== Problem description ==
Each record below needs to be written out exactly as it appears.

(Data for the task begins)

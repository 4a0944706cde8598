//! # Testbed Telemetry
//!
//! Logging and metrics shared by every participant.
//!
//! ## Components
//!
//! - **Logging**: `tracing` subscriber with an env filter, pretty or JSON
//! - **Metrics**: per-run Prometheus registry holding the result gauges
//!
//! ## Usage
//!
//! ```rust,ignore
//! use testbed_telemetry::{init_telemetry, TelemetryConfig};
//!
//! let _guard = init_telemetry(&TelemetryConfig::from_env())?;
//! ```
//!
//! ## Environment Variables
//!
//! | Variable | Default | Description |
//! |----------|---------|-------------|
//! | `RUST_LOG` | unset | Full filter directive, wins over `KT_LOG_LEVEL` |
//! | `KT_LOG_LEVEL` | `info` | Log level filter |
//! | `KT_JSON_LOGS` | `true` in containers | JSON formatted output |
//! | `KT_SERVICE_NAME` | `kad-testbed` | Recorded on the startup line |

mod config;
mod logging;
mod metrics;

pub use config::TelemetryConfig;
pub use metrics::{
    ExperimentMetrics, METRIC_CONNECT_FAILURES, METRIC_HOPS_TO_PROVIDER, METRIC_RECORDS_FOUND,
    METRIC_RECORDS_MISSED, METRIC_ROUTING_TABLE_SIZE,
};

use thiserror::Error;

/// Telemetry initialization errors
#[derive(Error, Debug)]
pub enum TelemetryError {
    #[error("Failed to initialize logging: {0}")]
    LoggingInit(String),

    #[error("Prometheus error: {0}")]
    Metrics(#[from] prometheus::Error),

    #[error("Metrics encoding produced invalid UTF-8: {0}")]
    Encoding(#[from] std::string::FromUtf8Error),
}

/// Install the global logging subscriber.
///
/// Returns a guard to hold for the lifetime of the process.
///
/// # Errors
///
/// `TelemetryError::LoggingInit` on a bad filter or a subscriber that is
/// already installed.
pub fn init_telemetry(config: &TelemetryConfig) -> Result<TelemetryGuard, TelemetryError> {
    logging::init_logging(config)?;
    tracing::info!(
        service = %config.service_name,
        json_logs = config.json_logs,
        "Telemetry initialized"
    );
    Ok(TelemetryGuard {
        service_name: config.service_name.clone(),
    })
}

/// Keeps telemetry active; logs on shutdown.
pub struct TelemetryGuard {
    service_name: String,
}

impl Drop for TelemetryGuard {
    fn drop(&mut self) {
        tracing::info!(service = %self.service_name, "Shutting down telemetry");
    }
}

(Data for the task ends)

== Task output ==
repository 4a0944706cde8598
//! # Testbed Telemetry
//!
//! Logging and metrics shared by every participant.
//!
//! ## Components
//!
//! - **Logging**: `tracing` subscriber with an env filter, pretty or JSON
//! - **Metrics**: per-run Prometheus registry holding the result gauges
//!
//! ## Usage
//!
//! ```rust,ignore
//! use testbed_telemetry::{init_telemetry, TelemetryConfig};
//!
//! let _guard = init_telemetry(&TelemetryConfig::from_env())?;
//! ```
//!
//! ## Environment Variables
//!
//! | Variable | Default | Description |
//! |----------|---------|-------------|
//! | `RUST_LOG` | unset | Full filter directive, wins over `KT_LOG_LEVEL` |
//! | `KT_LOG_LEVEL` | `info` | Log level filter |
//! | `KT_JSON_LOGS` | `true` in containers | JSON formatted output |
//! | `KT_SERVICE_NAME` | `kad-testbed` | Recorded on the startup line |

mod config;
mod logging;
mod metrics;

pub use config::TelemetryConfig;
pub use metrics::{
    ExperimentMetrics, METRIC_CONNECT_FAILURES, METRIC_HOPS_TO_PROVIDER, METRIC_RECORDS_FOUND,
    METRIC_RECORDS_MISSED, METRIC_ROUTING_TABLE_SIZE,
};

use thiserror::Error;

/// Telemetry initialization errors
#[derive(Error, Debug)]
pub enum TelemetryError {
    #[error("Failed to initialize logging: {0}")]
    LoggingInit(String),

    #[error("Prometheus error: {0}")]
    Metrics(#[from] prometheus::Error),

    #[error("Metrics encoding produced invalid UTF-8: {0}")]
    Encoding(#[from] std::string::FromUtf8Error),
}

/// Install the global logging subscriber.
///
/// Returns a guard to hold for the lifetime of the process.
///
/// # Errors
///
/// `TelemetryError::LoggingInit` on a bad filter or a subscriber that is
/// already installed.
pub fn init_telemetry(config: &TelemetryConfig) -> Result<TelemetryGuard, TelemetryError> {
    logging::init_logging(config)?;
    tracing::info!(
        service = %config.service_name,
        json_logs = config.json_logs,
        "Telemetry initialized"
    );
    Ok(TelemetryGuard {
        service_name: config.service_name.clone(),
    })
}

/// Keeps telemetry active; logs on shutdown.
pub struct TelemetryGuard {
    service_name: String,
}

impl Drop for TelemetryGuard {
    fn drop(&mut self) {
        tracing::info!(service = %self.service_name, "Shutting down telemetry");
    }
}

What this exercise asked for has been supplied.